I'm not suggesting replacing your work -- the AGENTS.md has valuable depth (validation patterns, deprecation strategy, the naming table, fixture architecture) that the /init output doesn't cover. But the commands and architecture-to-filepath mapping would be easy to fold in on your end. I can share the generated file if you'd like to compare.

Anti-pattern specificity: As m-aebrer mentioned, rules like "prefer local fixtures" are easier for agents to comply with when there's a concrete example. Even a one-liner showing the preferred pattern would help.

Let me know if any of this is useful -- happy to put together changes on a separate branch or contribute directly here, whichever you'd prefer.

Scienfitz

@LeanAndMean many thanks for the input. I'm turning your coment into several threads because otherwise it will be nearly impossible to converse about thes eeveral sub-suggestions made therein, feel free to comment in the respective threads

Scienfitz · 2026-03-30T23:05:29Z

AGENTS.md

via Kevin: Rename to CLAUDE.md + symlink for other tools

Consider making CLAUDE.md the canonical file (auto-loaded by Claude Code, supports subdirectory scoping). Symlink AGENTS.md and .github/copilot-instructions.md to it so all three tools share a single source of truth.

@LeanAndMean not sure if I got your suggestions because that was already fully the idea of the AGENTS.md files. Afaik tools like claude or opencode alreayd recognize AGENTS.md (including auto-context-ingestion and subdirectory scoping) and do not really need CLAUDE.md or any other more specifically named file.

I also would not tailor the file too strictly to Claude. Even though the majority of people might use claude by now, I would prefer to keep it general as other people might use other tools. Not sure if people might think "Oh no, I have to use Claude when working with Agentic AI and BayBE" which I'd like to avoid.

AFAIK Claude Code CLI will only operate "properly" if you use the CLAUDE.md convention. Here's what Claude Code CLI had to say about it, after reviewing its own usage guide:

❯ Research whether Claude Code CLI recognizes AGENTS.md in the absence of CLAUDE.md ● claude-code-guide(Research AGENTS.md recognition) ⎿ Done (5 tool uses · 40.6k tokens · 23s) (ctrl+o to expand) ● Claude Code does not recognize AGENTS.md — it only loads CLAUDE.md files. Details - AGENTS.md is a convention used by other coding agents (e.g., Cursor, Copilot), not Claude Code. - Claude Code looks for CLAUDE.md in these locations: - ./CLAUDE.md or ./.claude/CLAUDE.md (project root) - ~/.claude/CLAUDE.md (user home) - Subdirectories (loaded on demand when entering them) - If CLAUDE.md doesn't exist, Claude Code simply has no project instructions — it does not fall back to AGENTS.md. If you need both You can bridge them using the @ import syntax in CLAUDE.md: @AGENTS.md ## Claude-specific instructions ... This way both tools share the same base instructions without duplication. Sources: - https://code.claude.com/docs/en/memory.md

Using @AGENTS.md in CLAUDE.md is another option - it inlines the file contents directly. I go with symlinks because they don't rely on any code harness supporting inlining files (a more futureproof strategy).

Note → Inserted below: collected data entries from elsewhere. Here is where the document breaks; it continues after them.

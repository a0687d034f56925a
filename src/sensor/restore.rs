// SPDX-License-Identifier: GPL-3.0-or-later
use std::collections::HashMap;
use std::fs;
use std::io;
use std::path::{Path, PathBuf};

use anyhow::Context as _;
use chrono::{DateTime, Utc};
use serde::{Deserialize, Serialize};
use tracing::{debug, info};

use super::value::SensorValue;

/// What is remembered about a sensor between runs.
#[derive(Clone, Debug, Deserialize, Eq, PartialEq, Serialize)]
pub(crate) struct StoredState {
    /// The state as it was last published.
    pub(crate) state: String,

    /// When the value was last received.
    pub(crate) last_changed: DateTime<Utc>,

    #[serde(default)]
    pub(crate) native_value: Option<SensorValue>,
}

/// A JSON file of [StoredState]s, keyed by sensor unique ID.
#[derive(Debug)]
pub(crate) struct RestoreStore {
    path: PathBuf,
    states: HashMap<String, StoredState>,
}

impl RestoreStore {
    /// Load the stored states from a file. A missing file is the same as an empty one.
    pub(crate) fn load<P: AsRef<Path>>(path: P) -> anyhow::Result<Self> {
        let path = path.as_ref().to_path_buf();
        let states = match fs::read(&path) {
            Ok(data) => serde_json::from_slice(&data)
                .with_context(|| format!("Unable to parse restore state file {:?}", path))?,
            Err(err) if err.kind() == io::ErrorKind::NotFound => {
                info!(?path, "No restore state file, starting fresh");
                HashMap::new()
            }
            Err(err) => {
                return Err(err)
                    .with_context(|| format!("Unable to read restore state file {:?}", path))
            }
        };
        debug!(?path, count = states.len(), "Loaded stored sensor states");
        Ok(Self { path, states })
    }

    /// Hand out the stored state for a sensor. Each state is only given out once.
    pub(crate) fn take(&mut self, unique_id: &str) -> Option<StoredState> {
        self.states.remove(unique_id)
    }

    pub(crate) fn update(&mut self, unique_id: &str, state: Option<StoredState>) {
        match state {
            Some(state) => {
                self.states.insert(unique_id.to_string(), state);
            }
            None => {
                self.states.remove(unique_id);
            }
        }
    }

    /// Write the states out, replacing the file in one step.
    pub(crate) fn save(&self) -> anyhow::Result<()> {
        let data = serde_json::to_vec_pretty(&self.states)?;
        let mut temp_path = self.path.clone().into_os_string();
        temp_path.push(".tmp");
        let temp_path = PathBuf::from(temp_path);
        fs::write(&temp_path, data)
            .with_context(|| format!("Unable to write restore state to {:?}", temp_path))?;
        fs::rename(&temp_path, &self.path)
            .with_context(|| format!("Unable to replace restore state file {:?}", self.path))?;
        debug!(path = ?self.path, count = self.states.len(), "Saved sensor states");
        Ok(())
    }
}
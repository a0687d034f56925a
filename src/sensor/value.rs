// SPDX-License-Identifier: GPL-3.0-or-later
use std::fmt;

use chrono::{DateTime, FixedOffset, NaiveDate, NaiveDateTime, TimeZone, Utc};
use serde::{Deserialize, Serialize};
use tracing::{debug, warn};

use super::settings::{DeviceClass, JsonPointer, SensorSettings};

/// The payload that explicitly clears a numeric sensor's value.
const PAYLOAD_NONE: &str = "None";

/// A decoded sensor value.
#[derive(Clone, Debug, Deserialize, Eq, PartialEq, Serialize)]
#[serde(tag = "type", content = "value", rename_all = "lowercase")]
pub(crate) enum SensorValue {
    Text(String),
    Timestamp(DateTime<FixedOffset>),
    Date(NaiveDate),
}

impl fmt::Display for SensorValue {
    fn fmt(&self, f: &mut fmt::Formatter<'_>) -> fmt::Result {
        match self {
            Self::Text(text) => f.write_str(text),
            Self::Timestamp(timestamp) => f.write_str(&timestamp.to_rfc3339()),
            Self::Date(date) => write!(f, "{}", date.format("%Y-%m-%d")),
        }
    }
}

/// The result of decoding a message.
#[derive(Clone, Debug, PartialEq)]
pub(crate) enum Decoded {
    /// Nothing usable was in the message, leave the current value alone.
    Keep,

    /// Replace the current value. `None` is an unknown value.
    Value(Option<SensorValue>),
}

/// Pull the interesting part out of a payload.
///
/// Without a pointer the whole payload is used. With one, the payload is parsed as JSON and the
/// pointer resolved, with `None` returned if either step fails.
pub(crate) fn extract(payload: &str, pointer: Option<&JsonPointer>) -> Option<String> {
    let pointer = match pointer {
        Some(pointer) => pointer,
        None => return Some(payload.to_string()),
    };
    let document: serde_json::Value = match serde_json::from_str(payload) {
        Ok(document) => document,
        Err(err) => {
            debug!(%payload, error = %err, "payload is not valid JSON");
            return None;
        }
    };
    match document.pointer(pointer.as_str()) {
        Some(serde_json::Value::String(value)) => Some(value.clone()),
        // Rendered the same as an explicit "None" payload
        Some(serde_json::Value::Null) => Some(PAYLOAD_NONE.to_string()),
        Some(value) => Some(value.to_string()),
        None => {
            debug!(%payload, pointer = pointer.as_str(), "pointer not found in payload");
            None
        }
    }
}

/// Date and time layouts, without the offset. Seconds are optional.
const DATETIME_FORMATS: [&str; 4] = [
    "%Y-%m-%dT%H:%M:%S%.f",
    "%Y-%m-%d %H:%M:%S%.f",
    "%Y-%m-%dT%H:%M",
    "%Y-%m-%d %H:%M",
];

/// Offsets as `+hh:mm`, `+hhmm`, or `+hh`.
const OFFSET_FORMATS: [&str; 3] = ["%:z", "%z", "%#z"];

/// Parse an ISO 8601 date and time.
///
/// Values without an offset are taken to be UTC, and a bare date is midnight UTC.
pub(crate) fn parse_datetime(value: &str) -> Option<DateTime<FixedOffset>> {
    let value = value.trim();
    if let Ok(parsed) = DateTime::parse_from_rfc3339(value) {
        return Some(parsed);
    }
    let with_offset = match value.strip_suffix(|c: char| c == 'Z' || c == 'z') {
        Some(utc) => format!("{}+00:00", utc),
        None => value.to_string(),
    };
    let parsed = DATETIME_FORMATS
        .iter()
        .flat_map(|datetime| OFFSET_FORMATS.iter().map(move |offset| (datetime, offset)))
        .find_map(|(datetime, offset)| {
            DateTime::parse_from_str(&with_offset, &format!("{}{}", datetime, offset)).ok()
        });
    if parsed.is_some() {
        return parsed;
    }
    let naive = DATETIME_FORMATS
        .iter()
        .find_map(|format| NaiveDateTime::parse_from_str(value, format).ok())
        .or_else(|| {
            NaiveDate::parse_from_str(value, "%Y-%m-%d")
                .ok()
                .and_then(|date| date.and_hms_opt(0, 0, 0))
        })?;
    Some(Utc.from_utc_datetime(&naive).into())
}

/// Decode a state message for a sensor.
pub(crate) fn decode(settings: &SensorSettings, topic: &str, payload: &str) -> Decoded {
    let new_value = match extract(payload, settings.value_template.as_ref()) {
        Some(new_value) => new_value,
        None => return Decoded::Keep,
    };
    if settings.numeric_state_expected() {
        return if new_value.is_empty() {
            debug!(%topic, "Ignore empty state");
            Decoded::Keep
        } else if new_value == PAYLOAD_NONE {
            Decoded::Value(None)
        } else {
            Decoded::Value(Some(SensorValue::Text(new_value)))
        };
    }
    let device_class = match settings.device_class {
        None | Some(DeviceClass::Enum) => {
            return Decoded::Value(Some(SensorValue::Text(new_value)));
        }
        Some(device_class) => device_class,
    };
    let timestamp = match parse_datetime(&new_value) {
        Some(timestamp) => timestamp,
        None => {
            warn!(%topic, %payload, "Invalid state message");
            return Decoded::Value(None);
        }
    };
    if device_class == DeviceClass::Date {
        Decoded::Value(Some(SensorValue::Date(timestamp.date_naive())))
    } else {
        Decoded::Value(Some(SensorValue::Timestamp(timestamp)))
    }
}

/// Decode the last reset timestamp from a message, if one is configured and present.
pub(crate) fn decode_last_reset(
    settings: &SensorSettings,
    topic: &str,
    payload: &str,
) -> Option<DateTime<FixedOffset>> {
    let pointer = settings.last_reset_value_template.as_ref()?;
    let last_reset = match extract(payload, Some(pointer)) {
        Some(last_reset) if !last_reset.is_empty() => last_reset,
        _ => {
            debug!(%topic, "Ignoring empty last_reset message");
            return None;
        }
    };
    let parsed = parse_datetime(&last_reset);
    if parsed.is_none() {
        warn!(%topic, %payload, "Invalid last_reset message");
    }
    parsed
}

#[cfg(test)]
mod test {
    use std::convert::TryFrom;

    use chrono::{FixedOffset, NaiveDate, TimeZone};

    use super::{decode, decode_last_reset, extract, parse_datetime, Decoded, SensorValue};
    use crate::sensor::settings::{DeviceClass, JsonPointer, SensorSettings, StateClass};

    fn pointer(p: &str) -> JsonPointer {
        JsonPointer::try_from(p.to_string()).unwrap()
    }

    fn text(value: &str) -> Decoded {
        Decoded::Value(Some(SensorValue::Text(value.to_string())))
    }

    #[test]
    fn extract_without_pointer() {
        assert_eq!(extract("22.5", None), Some("22.5".to_string()));
        assert_eq!(extract("", None), Some("".to_string()));
    }

    #[test]
    fn extract_with_pointer() {
        let payload = r#"{"temperature": 21.5, "label": "warm", "nested": {"ok": true}}"#;
        assert_eq!(
            extract(payload, Some(&pointer("/temperature"))),
            Some("21.5".to_string())
        );
        assert_eq!(
            extract(payload, Some(&pointer("/label"))),
            Some("warm".to_string())
        );
        assert_eq!(
            extract(payload, Some(&pointer("/nested/ok"))),
            Some("true".to_string())
        );
        assert_eq!(extract(payload, Some(&pointer("/missing"))), None);
        assert_eq!(extract("not json", Some(&pointer("/temperature"))), None);
    }

    #[test]
    fn parse_datetimes() {
        let offset = FixedOffset::east_opt(2 * 3600).unwrap();
        assert_eq!(
            parse_datetime("2021-06-01T12:30:00+02:00"),
            Some(offset.with_ymd_and_hms(2021, 6, 1, 12, 30, 0).unwrap())
        );
        let utc = FixedOffset::east_opt(0).unwrap();
        assert_eq!(
            parse_datetime("2021-06-01 12:30:00"),
            Some(utc.with_ymd_and_hms(2021, 6, 1, 12, 30, 0).unwrap())
        );
        assert_eq!(
            parse_datetime("2021-06-01"),
            Some(utc.with_ymd_and_hms(2021, 6, 1, 0, 0, 0).unwrap())
        );
        assert_eq!(parse_datetime("yesterday"), None);
    }

    #[test]
    fn parse_loose_datetimes() {
        let offset = FixedOffset::east_opt(2 * 3600).unwrap();
        let expected = offset.with_ymd_and_hms(2021, 6, 1, 12, 30, 0).unwrap();
        assert_eq!(parse_datetime("2021-06-01T12:30:00+0200"), Some(expected));
        assert_eq!(parse_datetime("2021-06-01 12:30+02:00"), Some(expected));
        assert_eq!(parse_datetime("2021-06-01T12:30+0200"), Some(expected));
        assert_eq!(
            parse_datetime("2021-06-01T12:30:00.250+0200").map(|t| t.timestamp()),
            Some(expected.timestamp())
        );
        let utc = FixedOffset::east_opt(0).unwrap();
        let utc_expected = utc.with_ymd_and_hms(2021, 6, 1, 12, 30, 0).unwrap();
        // No seconds, no offset
        assert_eq!(parse_datetime("2021-06-01T12:30"), Some(utc_expected));
        assert_eq!(parse_datetime("2021-06-01 12:30"), Some(utc_expected));
        assert_eq!(parse_datetime("2021-06-01T12:30Z"), Some(utc_expected));
        assert_eq!(parse_datetime("2021-06-01T12"), None);

        let mut settings = SensorSettings::new("t", "t");
        settings.device_class = Some(DeviceClass::Timestamp);
        assert_eq!(
            decode(&settings, "t", "2021-06-01T12:30"),
            Decoded::Value(Some(SensorValue::Timestamp(utc_expected)))
        );
        assert_eq!(
            decode(&settings, "t", "2021-06-01T12:30:00+0200"),
            Decoded::Value(Some(SensorValue::Timestamp(expected)))
        );
    }

    #[test]
    fn numeric() {
        let mut settings = SensorSettings::new("t", "t");
        settings.unit_of_measurement = Some("°C".to_string());
        assert_eq!(decode(&settings, "t", "22.5"), text("22.5"));
        assert_eq!(decode(&settings, "t", ""), Decoded::Keep);
        assert_eq!(decode(&settings, "t", "None"), Decoded::Value(None));
    }

    #[test]
    fn json_null_clears_value() {
        let mut settings = SensorSettings::new("t", "t");
        settings.unit_of_measurement = Some("W".to_string());
        settings.value_template = Some(pointer("/power"));
        assert_eq!(
            extract(r#"{"power": null}"#, Some(&pointer("/power"))),
            Some("None".to_string())
        );
        assert_eq!(decode(&settings, "t", r#"{"power": null}"#), Decoded::Value(None));
        assert_eq!(decode(&settings, "t", r#"{"power": 230}"#), text("230"));
    }

    #[test]
    fn plain_text() {
        let settings = SensorSettings::new("t", "t");
        // Without a numeric expectation an empty payload is a real (empty) value.
        assert_eq!(decode(&settings, "t", ""), text(""));
        assert_eq!(decode(&settings, "t", "None"), text("None"));
        let mut settings = SensorSettings::new("t", "t");
        settings.device_class = Some(DeviceClass::Enum);
        assert_eq!(decode(&settings, "t", "heating"), text("heating"));
    }

    #[test]
    fn template_miss_keeps_value() {
        let mut settings = SensorSettings::new("t", "t");
        settings.value_template = Some(pointer("/temperature"));
        assert_eq!(decode(&settings, "t", r#"{"humidity": 40}"#), Decoded::Keep);
        assert_eq!(decode(&settings, "t", r#"{"temperature": 19}"#), text("19"));
    }

    #[test]
    fn timestamps_and_dates() {
        let mut settings = SensorSettings::new("t", "t");
        settings.device_class = Some(DeviceClass::Timestamp);
        let utc = FixedOffset::east_opt(0).unwrap();
        assert_eq!(
            decode(&settings, "t", "2021-06-01T08:00:00Z"),
            Decoded::Value(Some(SensorValue::Timestamp(
                utc.with_ymd_and_hms(2021, 6, 1, 8, 0, 0).unwrap()
            )))
        );
        assert_eq!(decode(&settings, "t", "soon"), Decoded::Value(None));

        settings.device_class = Some(DeviceClass::Date);
        assert_eq!(
            decode(&settings, "t", "2021-06-01T08:00:00Z"),
            Decoded::Value(Some(SensorValue::Date(
                NaiveDate::from_ymd_opt(2021, 6, 1).unwrap()
            )))
        );
    }

    #[test]
    fn last_reset() {
        let mut settings = SensorSettings::new("t", "t");
        assert_eq!(decode_last_reset(&settings, "t", "{}"), None);
        settings.state_class = Some(StateClass::Total);
        settings.last_reset_value_template = Some(pointer("/reset"));
        let utc = FixedOffset::east_opt(0).unwrap();
        assert_eq!(
            decode_last_reset(&settings, "t", r#"{"reset": "2021-01-01T00:00:00Z"}"#),
            Some(utc.with_ymd_and_hms(2021, 1, 1, 0, 0, 0).unwrap())
        );
        assert_eq!(decode_last_reset(&settings, "t", r#"{"reset": ""}"#), None);
        assert_eq!(decode_last_reset(&settings, "t", r#"{"reset": "never"}"#), None);
    }

    #[test]
    fn display() {
        assert_eq!(SensorValue::Text("12".to_string()).to_string(), "12");
        assert_eq!(
            SensorValue::Date(NaiveDate::from_ymd_opt(2021, 6, 1).unwrap()).to_string(),
            "2021-06-01"
        );
    }
}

The unfortunate truth is that Claude was first, created CLAUDE.md, then the industry followed, creating AGENTS.md (similar to Nvidia with CUDA, and everyone else with OpenCL). The only way to not impose using one coding harness over another is to have both in your library.

The day may come with Claude Code CLI supports AGENTS.md, but it is not this day.

hmmk wasnt aware of that (using opencode myself) - surprising to say the least (maybe now that the source code got hacked they'll include it somehow :)

in that case CLAUDE.md with symlink is the obvious goto

Scienfitz · 2026-03-30T23:05:47Z

AGENTS.md

via Kevin: Add a commands/validation section

The current file covers conventions but doesn't tell the agent how to validate its work. Add a commands section covering install, test (pytest --fast, pytest -k "test_name"), lint, typecheck, and tox environments (including tox -e mypy-py310 and tox -p for parallel).

I like the idea maybe we could put that in or expand CONTROBUTING and link it in AGENTS

I feel like having some important example commands in AGENTS.md is important for also showing AI agents how to use your library the way you do, but your mileage may vary.

The best way to figure this out is with testing. Try developing with and without this change - see if you can tell the difference. If you can't, then it doesn't need to be in there.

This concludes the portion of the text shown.